Down to the final line, return the records unchanged.

### EXERCISE MATERIALS
"""
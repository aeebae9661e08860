use std::io::Write;

use byteorder::{BigEndian, WriteBytesExt};

use crate::error::{Error, Result};
use crate::Tag;

pub(crate) trait WriteNbt: Write {
    fn write_tag(&mut self, tag: Tag) -> Result<()> {
        self.write_u8(tag as u8).map_err(Error::write)
    }

    fn write_size_prefixed_str(&mut self, key: &str) -> Result<()> {
        let len = u16::try_from(key.len()).map_err(|_| {
            Error::too_large(format!("string of {} bytes is too long for nbt", key.len()))
        })?;
        self.write_u16::<BigEndian>(len).map_err(Error::write)?;
        self.write_all(key.as_bytes()).map_err(Error::write)
    }

    fn write_len(&mut self, len: usize) -> Result<()> {
        let len = i32::try_from(len)
            .map_err(|_| Error::too_large(format!("length {} is too large for nbt", len)))?;
        self.write_i32::<BigEndian>(len).map_err(Error::write)
    }
}

impl<T> WriteNbt for T where T: Write {}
"""
### ANSWER SECTION
repository aeebae9661e08860
use std::io::Write;

use byteorder::{BigEndian, WriteBytesExt};

use crate::error::{Error, Result};
use crate::Tag;

pub(crate) trait WriteNbt: Write {
    fn write_tag(&mut self, tag: Tag) -> Result<()> {
        self.write_u8(tag as u8).map_err(Error::write)
    }

    fn write_size_prefixed_str(&mut self, key: &str) -> Result<()> {
        let len = u16::try_from(key.len()).map_err(|_| {
            Error::too_large(format!("string of {} bytes is too long for nbt", key.len()))
        })?;
        self.write_u16::<BigEndian>(len).map_err(Error::write)?;
        self.write_all(key.as_bytes()).map_err(Error::write)
    }

    fn write_len(&mut self, len: usize) -> Result<()> {
        let len = i32::try_from(len)
            .map_err(|_| Error::too_large(format!("length {} is too large for nbt", len)))?;
        self.write_i32::<BigEndian>(len).map_err(Error::write)
    }
}

impl<T> WriteNbt for T where T: Write {}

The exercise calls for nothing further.